Never mind the fact that Lebanon's Christian politicians remain adamant that Palestinians should never be permanently settled in Lebanon, after 60 years of trauma, dependency and isolation, Palestinians in Lebanon suffer from all kinds of social and psychological problems that would be a challenge for even the most advanced welfare states of the industrialized world, let alone a debt-ridden, war-torn sectarian state. (See pictures in "Palestinian 'Day of Rage.'")
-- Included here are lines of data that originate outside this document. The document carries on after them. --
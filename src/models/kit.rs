// src/models/kit.rs

use rust_decimal::Decimal;
use serde::{Deserialize, Serialize};
use uuid::Uuid;

#[derive(Debug, Clone, Default, Serialize, Deserialize)]
#[serde(rename_all = "camelCase", default)]
pub struct KitItem {
    pub id: Uuid,
    pub product_id: Uuid,
    pub qty: Decimal,
    /// Vende sem a embalagem própria do produto: o custo de extras sai
    /// tanto do preço quanto do custo de produção do item.
    pub without_packaging: bool,
}

#[derive(Debug, Clone, Default, Serialize, Deserialize)]
#[serde(rename_all = "camelCase", default)]
pub struct KitExtra {
    pub id: Uuid,
    pub extra_id: Uuid,
    pub qty: Decimal,
}

// rawTotal, totalProductionCost, displayPrice e margin são fotografias do
// último recálculo, como nos produtos.
#[derive(Debug, Clone, Default, Serialize, Deserialize)]
#[serde(rename_all = "camelCase", default)]
pub struct Kit {
    pub id: Uuid,
    pub name: String,
    pub items: Vec<KitItem>,
    /// Embalagens cobradas no nível do kit (caixa, laço...).
    pub kit_extras: Vec<KitExtra>,
    /// Desconto (%) sobre a soma cheia dos produtos.
    pub discount: Decimal,
    /// Preço fechado do kit; 0 = usar rawTotal com desconto.
    pub final_price: Decimal,

    // Derivados
    /// Soma dos preços cheios dos produtos (antes do desconto).
    pub raw_total: Decimal,
    pub total_production_cost: Decimal,
    pub display_price: Decimal,
    pub margin: Decimal,
}
use async_trait::async_trait;
use chrono::{DateTime, Duration, Utc};
use thiserror::Error;

use bookline_core::domain::booking::BookingRequest;
use bookline_core::domain::message::{Channel, OutboundMessage, OutboundMessageId};
use bookline_core::domain::session::{Session, SessionKey};

pub mod dedup;
pub mod fallback;
pub mod idempotency;
pub mod outbound;
pub mod session;

pub use dedup::SqlDedupRepository;
pub use fallback::{FallbackEntry, FallbackEntryId, SqlFallbackRepository};
pub use idempotency::SqlIdempotencyStore;
pub use outbound::{DeadLetter, SqlOutboundRepository};
pub use session::SqlSessionRepository;

#[derive(Debug, Error)]
pub enum RepositoryError {
    #[error("database error: {0}")]
    Database(#[from] sqlx::Error),
    #[error("decode error: {0}")]
    Decode(String),
}

impl From<RepositoryError> for bookline_core::errors::ApplicationError {
    fn from(error: RepositoryError) -> Self {
        Self::Persistence(error.to_string())
    }
}

#[async_trait]
pub trait SessionRepository: Send + Sync {
    async fn find(&self, key: &SessionKey) -> Result<Option<Session>, RepositoryError>;
    async fn upsert(&self, session: &Session) -> Result<(), RepositoryError>;

    /// Advisory per-session processing lock: true when this holder now owns
    /// the session, false when a live lock belongs to someone else.
    async fn acquire_processing_lock(
        &self,
        key: &SessionKey,
        holder: &str,
        ttl: Duration,
        now: DateTime<Utc>,
    ) -> Result<bool, RepositoryError>;

    async fn release_processing_lock(
        &self,
        key: &SessionKey,
        holder: &str,
    ) -> Result<(), RepositoryError>;

    /// Sessions in a non-idle state, for the watchdog sweep.
    async fn active_sessions(&self) -> Result<Vec<Session>, RepositoryError>;

    /// Sessions whose retention expiry has passed.
    async fn expired_sessions(&self, now: DateTime<Utc>)
        -> Result<Vec<Session>, RepositoryError>;
}

#[async_trait]
pub trait OutboundRepository: Send + Sync {
    async fn enqueue(&self, message: &OutboundMessage) -> Result<(), RepositoryError>;

    /// Pending messages due for delivery on a channel, priority-first then
    /// FIFO within a tier.
    async fn due(
        &self,
        channel: Channel,
        now: DateTime<Utc>,
        limit: u32,
    ) -> Result<Vec<OutboundMessage>, RepositoryError>;

    async fn mark_sent(
        &self,
        id: &OutboundMessageId,
        now: DateTime<Utc>,
    ) -> Result<(), RepositoryError>;

    async fn schedule_retry(
        &self,
        id: &OutboundMessageId,
        attempt_count: u32,
        next_attempt_at: DateTime<Utc>,
        error: &str,
        now: DateTime<Utc>,
    ) -> Result<(), RepositoryError>;

    /// Terminal failure: moves the message out of the active queue into the
    /// dead-letter set.
    async fn dead_letter(
        &self,
        message: &OutboundMessage,
        final_error: &str,
        now: DateTime<Utc>,
    ) -> Result<(), RepositoryError>;

    async fn dead_letter_depth(&self) -> Result<u64, RepositoryError>;
}

#[async_trait]
pub trait FallbackRepository: Send + Sync {
    async fn enqueue(
        &self,
        key: &SessionKey,
        request: &BookingRequest,
        reason: &str,
        now: DateTime<Utc>,
    ) -> Result<(), RepositoryError>;

    async fn pending(&self) -> Result<Vec<FallbackEntry>, RepositoryError>;
    async fn pending_depth(&self) -> Result<u64, RepositoryError>;
    async fn resolve(
        &self,
        id: &FallbackEntryId,
        now: DateTime<Utc>,
    ) -> Result<(), RepositoryError>;
}

#[async_trait]
pub trait DedupRepository: Send + Sync {
    /// Create-if-absent mark; true when this is the first sighting inside
    /// the window.
    async fn mark_seen(
        &self,
        channel: Channel,
        message_id: &str,
        window: Duration,
        now: DateTime<Utc>,
    ) -> Result<bool, RepositoryError>;

    async fn purge_expired(&self, now: DateTime<Utc>) -> Result<u64, RepositoryError>;
}

pub(crate) fn parse_timestamp(
    column: &str,
    value: String,
) -> Result<DateTime<Utc>, RepositoryError> {
    DateTime::parse_from_rfc3339(&value).map(|timestamp| timestamp.with_timezone(&Utc)).map_err(
        |error| {
            RepositoryError::Decode(format!("invalid timestamp in `{column}`: `{value}` ({error})"))
        },
    )
}

pub(crate) fn parse_optional_timestamp(
    column: &str,
    value: Option<String>,
) -> Result<Option<DateTime<Utc>>, RepositoryError> {
    value.map(|value| parse_timestamp(column, value)).transpose()
}

pub(crate) fn parse_u32(column: &str, value: i64) -> Result<u32, RepositoryError> {
    u32::try_from(value)
        .map_err(|_| RepositoryError::Decode(format!("invalid counter in `{column}`: {value}")))
}
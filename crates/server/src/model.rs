//! HTTP language-model client speaking the chat-completions wire shape.
//! Without an API key the client reports itself unavailable, which the
//! degradation controller turns into the keyword-only tier.

use std::time::Duration;

use async_trait::async_trait;
use secrecy::{ExposeSecret, SecretString};
use serde::Deserialize;
use serde_json::json;

use bookline_agent::llm::{ModelClient, ModelError};
use bookline_core::config::ModelConfig;

const DEFAULT_BASE_URL: &str = "https://api.openai.com/v1";

pub struct HttpModelClient {
    http: reqwest::Client,
    base_url: String,
    model: String,
    api_key: Option<SecretString>,
}

impl HttpModelClient {
    pub fn new(config: &ModelConfig) -> Result<Self, ModelError> {
        let http = reqwest::Client::builder()
            .timeout(Duration::from_secs(config.timeout_secs))
            .build()
            .map_err(|error| ModelError::Unavailable { detail: error.to_string() })?;
        Ok(Self {
            http,
            base_url: config
                .base_url
                .clone()
                .unwrap_or_else(|| DEFAULT_BASE_URL.to_string())
                .trim_end_matches('/')
                .to_string(),
            model: config.model.clone(),
            api_key: config.api_key.clone(),
        })
    }
}

#[derive(Debug, Deserialize)]
struct CompletionResponse {
    choices: Vec<Choice>,
}

#[derive(Debug, Deserialize)]
struct Choice {
    message: ChoiceMessage,
}

#[derive(Debug, Deserialize)]
struct ChoiceMessage {
    #[serde(default)]
    content: Option<String>,
}

#[async_trait]
impl ModelClient for HttpModelClient {
    async fn complete(&self, prompt: &str) -> Result<String, ModelError> {
        let Some(api_key) = &self.api_key else {
            return Err(ModelError::Unavailable { detail: "no api key configured".to_string() });
        };

        let response = self
            .http
            .post(format!("{}/chat/completions", self.base_url))
            .bearer_auth(api_key.expose_secret())
            .json(&json!({
                "model": self.model,
                "messages": [{ "role": "user", "content": prompt }],
                "temperature": 0.2,
            }))
            .send()
            .await
            .map_err(|error| {
                if error.is_timeout() {
                    ModelError::Deadline
                } else {
                    ModelError::Unavailable { detail: error.to_string() }
                }
            })?;

        let status = response.status();
        if !status.is_success() {
            let detail = response.text().await.unwrap_or_default();
            return Err(ModelError::Unavailable {
                detail: format!("http {status}: {detail}"),
            });
        }

        let completion: CompletionResponse = response
            .json()
            .await
            .map_err(|error| ModelError::Unavailable { detail: error.to_string() })?;

        completion
            .choices
            .into_iter()
            .next()
            .and_then(|choice| choice.message.content)
            .filter(|content| !content.trim().is_empty())
            .ok_or(ModelError::EmptyCompletion)
    }
}
use chrono::{DateTime, Utc};
use serde::{Deserialize, Serialize};

use crate::domain::crm::ScheduleId;

/// A fully collected booking intent, ready for the CRM or for the fallback
/// queue when the CRM is unavailable. Carries everything an administrator
/// needs to reconcile the request by hand.
#[derive(Clone, Debug, PartialEq, Eq, Serialize, Deserialize)]
pub struct BookingRequest {
    pub group: String,
    pub starts_at: DateTime<Utc>,
    pub client_name: String,
    pub client_phone: String,
    pub schedule_id: Option<ScheduleId>,
    pub correlation_id: String,
}

impl BookingRequest {
    /// Fingerprint input identity: contact plus target slot. Two requests
    /// with the same phone and schedule are the same logical booking.
    pub fn fingerprint_material(&self) -> Option<(&str, &str)> {
        self.schedule_id.as_ref().map(|schedule| (self.client_phone.as_str(), schedule.0.as_str()))
    }
}
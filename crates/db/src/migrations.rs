use sqlx::migrate::{MigrateError, Migrator};

use crate::DbPool;

pub static MIGRATOR: Migrator = sqlx::migrate!("../../migrations");

pub async fn run_pending(pool: &DbPool) -> Result<(), MigrateError> {
    MIGRATOR.run(pool).await
}

#[cfg(test)]
mod tests {
    use sqlx::Row;

    use super::run_pending;
    use crate::connect_with_settings;

    const MANAGED_SCHEMA_OBJECTS: &[&str] = &[
        "session",
        "outbound_queue",
        "dead_letter",
        "idempotency_lock",
        "fallback_queue",
        "dedup_mark",
        "idx_session_state",
        "idx_session_expires_at",
        "idx_outbound_due",
        "idx_dead_letter_channel",
        "idx_fallback_pending",
        "idx_dedup_expires_at",
    ];

    #[tokio::test]
    async fn migrations_create_the_managed_schema() {
        let pool =
            connect_with_settings("sqlite:file:migrations_schema?mode=memory&cache=shared", 1, 30)
                .await
                .expect("connect test pool");
        run_pending(&pool).await.expect("run migrations");

        let rows = sqlx::query(
            "SELECT name FROM sqlite_master WHERE type IN ('table', 'index') ORDER BY name",
        )
        .fetch_all(&pool)
        .await
        .expect("list schema objects");
        let names: Vec<String> =
            rows.into_iter().map(|row| row.get::<String, _>("name")).collect();

        for object in MANAGED_SCHEMA_OBJECTS {
            assert!(names.iter().any(|name| name == object), "missing schema object `{object}`");
        }
    }

    #[tokio::test]
    async fn migrations_are_idempotent() {
        let pool =
            connect_with_settings("sqlite:file:migrations_rerun?mode=memory&cache=shared", 1, 30)
                .await
                .expect("connect test pool");
        run_pending(&pool).await.expect("first run");
        run_pending(&pool).await.expect("second run");
    }
}
//! Language-model boundary. The runtime treats the model as an unreliable
//! classifier: every completion goes through output recovery and the policy
//! rules before anything it said can influence the conversation.

use async_trait::async_trait;
use thiserror::Error;

#[derive(Clone, Debug, Error, PartialEq, Eq)]
pub enum ModelError {
    #[error("model unavailable: {detail}")]
    Unavailable { detail: String },
    #[error("model request hit its deadline")]
    Deadline,
    #[error("model returned an empty completion")]
    EmptyCompletion,
}

#[async_trait]
pub trait ModelClient: Send + Sync {
    async fn complete(&self, prompt: &str) -> Result<String, ModelError>;
}
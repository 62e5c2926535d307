//! Inbound webhook surface. Each handler verifies authenticity, normalizes
//! the payload and hands the message to the conversation runtime on a
//! detached task; the channel gets its ack before any orchestration work
//! runs. Unparseable payloads are acked too, otherwise Telegram redelivers
//! them forever.

use std::sync::Arc;

use axum::body::Bytes;
use axum::extract::{Query, State};
use axum::http::{HeaderMap, StatusCode};
use axum::routing::{get, post};
use axum::Router;
use secrecy::{ExposeSecret, SecretString};
use serde::Deserialize;
use tracing::{debug, error, info, warn};

use bookline_agent::ConversationRuntime;
use bookline_channels::telegram::{self, SECRET_TOKEN_HEADER};
use bookline_channels::whatsapp::{self, SIGNATURE_HEADER};
use bookline_channels::{verify_hmac_signature, verify_secret_token};
use bookline_core::domain::message::{Channel, InboundMessage};
use bookline_core::domain::session::SessionKey;
use bookline_core::errors::ApplicationError;

#[derive(Clone)]
pub struct GatewayState {
    runtime: Arc<ConversationRuntime>,
    telegram_webhook_secret: SecretString,
    whatsapp_webhook_secret: Option<SecretString>,
    admin_chat_id: String,
}

impl GatewayState {
    pub fn new(
        runtime: Arc<ConversationRuntime>,
        telegram_webhook_secret: SecretString,
        whatsapp_webhook_secret: Option<SecretString>,
        admin_chat_id: String,
    ) -> Self {
        Self { runtime, telegram_webhook_secret, whatsapp_webhook_secret, admin_chat_id }
    }
}

pub fn router(state: GatewayState) -> Router {
    Router::new()
        .route("/webhooks/telegram", post(telegram_webhook))
        .route("/webhooks/whatsapp", get(whatsapp_verify).post(whatsapp_webhook))
        .with_state(state)
}

pub async fn telegram_webhook(
    State(state): State<GatewayState>,
    headers: HeaderMap,
    body: Bytes,
) -> StatusCode {
    let presented = headers
        .get(SECRET_TOKEN_HEADER)
        .and_then(|value| value.to_str().ok())
        .unwrap_or_default();
    if !verify_secret_token(state.telegram_webhook_secret.expose_secret(), presented) {
        warn!(event_name = "webhook_rejected", channel = "telegram", "bad secret token");
        return StatusCode::UNAUTHORIZED;
    }

    let update = match serde_json::from_slice::<telegram::Update>(&body) {
        Ok(update) => update,
        Err(error) => {
            warn!(
                event_name = "webhook_unparseable",
                channel = "telegram",
                error = %error,
                "acking unparseable update"
            );
            return StatusCode::OK;
        }
    };

    if let Some(message) = telegram::parse_update(update) {
        if message.chat_id == state.admin_chat_id {
            dispatch_admin_command(&state, message);
        } else {
            dispatch(&state, message);
        }
    }
    StatusCode::OK
}

#[derive(Debug, Deserialize)]
pub struct VerifyParams {
    #[serde(rename = "hub.mode")]
    mode: Option<String>,
    #[serde(rename = "hub.verify_token")]
    verify_token: Option<String>,
    #[serde(rename = "hub.challenge")]
    challenge: Option<String>,
}
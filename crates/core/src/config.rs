use std::env;
use std::fs;
use std::path::{Path, PathBuf};

use secrecy::{ExposeSecret, SecretString};
use serde::{Deserialize, Serialize};
use thiserror::Error;

#[derive(Clone, Debug)]
pub struct AppConfig {
    pub database: DatabaseConfig,
    pub model: ModelConfig,
    pub crm: CrmConfig,
    pub channels: ChannelsConfig,
    pub budget: BudgetConfig,
    pub timing: TimingConfig,
    pub knowledge: KnowledgeConfig,
    pub server: ServerConfig,
    pub logging: LoggingConfig,
}

#[derive(Clone, Debug)]
pub struct DatabaseConfig {
    pub url: String,
    pub max_connections: u32,
    pub timeout_secs: u64,
}

#[derive(Clone, Debug)]
pub struct ModelConfig {
    pub api_key: Option<SecretString>,
    pub base_url: Option<String>,
    pub model: String,
    pub timeout_secs: u64,
    pub max_reask_attempts: u32,
}

#[derive(Clone, Debug)]
pub struct CrmConfig {
    pub base_url: String,
    pub api_key: SecretString,
    pub timeout_secs: u64,
    pub breaker_failure_threshold: u32,
    pub breaker_reset_secs: u64,
}

#[derive(Clone, Debug)]
pub struct ChannelsConfig {
    pub telegram_bot_token: SecretString,
    pub telegram_webhook_secret: SecretString,
    pub whatsapp_api_key: Option<SecretString>,
    pub whatsapp_phone_number_id: Option<String>,
    /// App secret used to verify webhook payload signatures, and the token
    /// echoed back during webhook registration.
    pub whatsapp_webhook_secret: Option<SecretString>,
    /// Chat that receives admin handoffs and operational alerts.
    pub admin_chat_id: String,
}

#[derive(Clone, Debug)]
pub struct BudgetConfig {
    pub max_tokens_per_hour: u64,
    pub max_tokens_per_day: u64,
    pub max_cost_per_day_cents: u64,
    pub max_requests_per_minute: u64,
    pub max_errors_per_hour: u64,
}

#[derive(Clone, Debug)]
pub struct TimingConfig {
    /// Studio-local offset from UTC, in minutes. Vladivostok is +600.
    pub utc_offset_minutes: i32,
    pub session_ttl_hours: u64,
    pub watchdog_interval_secs: u64,
    pub processing_lock_ttl_secs: u64,
    pub dead_letter_alert_depth: u64,
    pub fallback_alert_depth: u64,
}

#[derive(Clone, Debug)]
pub struct KnowledgeConfig {
    pub path: PathBuf,
}

#[derive(Clone, Debug)]
pub struct ServerConfig {
    pub bind_address: String,
    /// Port the channel webhooks listen on. Telegram only delivers to
    /// 443, 80, 88 or 8443.
    pub webhook_port: u16,
    pub health_check_port: u16,
    pub graceful_shutdown_secs: u64,
}

#[derive(Clone, Debug)]
pub struct LoggingConfig {
    pub level: String,
    pub format: LogFormat,
}

#[derive(Clone, Copy, Debug, PartialEq, Eq, Serialize, Deserialize)]
#[serde(rename_all = "snake_case")]
pub enum LogFormat {
    Compact,
    Pretty,
    Json,
}

#[derive(Clone, Debug, Default)]
pub struct ConfigOverrides {
    pub database_url: Option<String>,
    pub log_level: Option<String>,
    pub crm_base_url: Option<String>,
    pub crm_api_key: Option<String>,
    pub telegram_bot_token: Option<String>,
    pub telegram_webhook_secret: Option<String>,
    pub admin_chat_id: Option<String>,
    pub knowledge_path: Option<PathBuf>,
}

#[derive(Clone, Debug, Default)]
pub struct LoadOptions {
    pub config_path: Option<PathBuf>,
    pub require_file: bool,
    pub overrides: ConfigOverrides,
}

#[derive(Debug, Error)]
pub enum ConfigError {
    #[error("could not read config file `{path}`: {source}")]
    ReadFile { path: PathBuf, source: std::io::Error },
    #[error("could not parse config file `{path}`: {source}")]
    ParseFile { path: PathBuf, source: toml::de::Error },
    #[error("required config file was not found: `{0}`")]
    MissingConfigFile(PathBuf),
    #[error("environment variable interpolation failed for `{var}`")]
    MissingEnvInterpolation { var: String },
    #[error("unterminated environment interpolation expression")]
    UnterminatedInterpolation,
    #[error("invalid environment override for `{key}`: `{value}`")]
    InvalidEnvOverride { key: String, value: String },
    #[error("configuration validation failed: {0}")]
    Validation(String),
}

impl Default for AppConfig {
    fn default() -> Self {
        Self {
            database: DatabaseConfig {
                url: "sqlite://bookline.db".to_string(),
                max_connections: 5,
                timeout_secs: 30,
            },
            model: ModelConfig {
                api_key: None,
                base_url: None,
                model: "yandexgpt-pro".to_string(),
                timeout_secs: 30,
                max_reask_attempts: 1,
            },
            crm: CrmConfig {
                base_url: String::new(),
                api_key: String::new().into(),
                timeout_secs: 30,
                breaker_failure_threshold: 5,
                breaker_reset_secs: 60,
            },
            channels: ChannelsConfig {
                telegram_bot_token: String::new().into(),
                telegram_webhook_secret: String::new().into(),
                whatsapp_api_key: None,
                whatsapp_phone_number_id: None,
                whatsapp_webhook_secret: None,
                admin_chat_id: String::new(),
            },
            budget: BudgetConfig {
                max_tokens_per_hour: 100_000,
                max_tokens_per_day: 1_000_000,
                max_cost_per_day_cents: 1_000,
                max_requests_per_minute: 30,
                max_errors_per_hour: 50,
            },
            timing: TimingConfig {
                utc_offset_minutes: 600,
                session_ttl_hours: 24,
                watchdog_interval_secs: 30,
                processing_lock_ttl_secs: 30,
                dead_letter_alert_depth: 10,
                fallback_alert_depth: 5,
            },
            knowledge: KnowledgeConfig { path: PathBuf::from("knowledge/studio.toml") },
            server: ServerConfig {
                bind_address: "127.0.0.1".to_string(),
                webhook_port: 8443,
                health_check_port: 8080,
                graceful_shutdown_secs: 15,
            },
            logging: LoggingConfig { level: "info".to_string(), format: LogFormat::Compact },
        }
    }
}

fn secret_value(value: String) -> SecretString {
    value.into()
}

impl std::str::FromStr for LogFormat {
    type Err = ConfigError;

    fn from_str(value: &str) -> Result<Self, Self::Err> {
        match value.trim().to_ascii_lowercase().as_str() {
            "compact" => Ok(Self::Compact),
            "pretty" => Ok(Self::Pretty),
            "json" => Ok(Self::Json),
            other => Err(ConfigError::Validation(format!(
                "unsupported log format `{other}` (expected compact|pretty|json)"
            ))),
        }
    }
}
When the Lebanese parliament announced the new measure Tuesday, Israel's Deputy Foreign Minister Danny Ayalon, a member of the far-right Israel Is Our Home party, crowed that this was the beginning of the normalization of Palestinians in Lebanon. In recent weeks, Ayalon has also pointed out the hypocrisy of Lebanese activists organizing an aid flotilla to Palestinians under Israeli blockade in Gaza when there are plenty of Palestinians in Lebanon in need of care. But while Lebanon is indeed in no position to lecture on the treatment of Palestinians, neither is Israel. Sixty years of ignoring the Palestinian refugee problem hasn't made it go away; it's just made it worse for Lebanon, and could yet do so for Israel as well.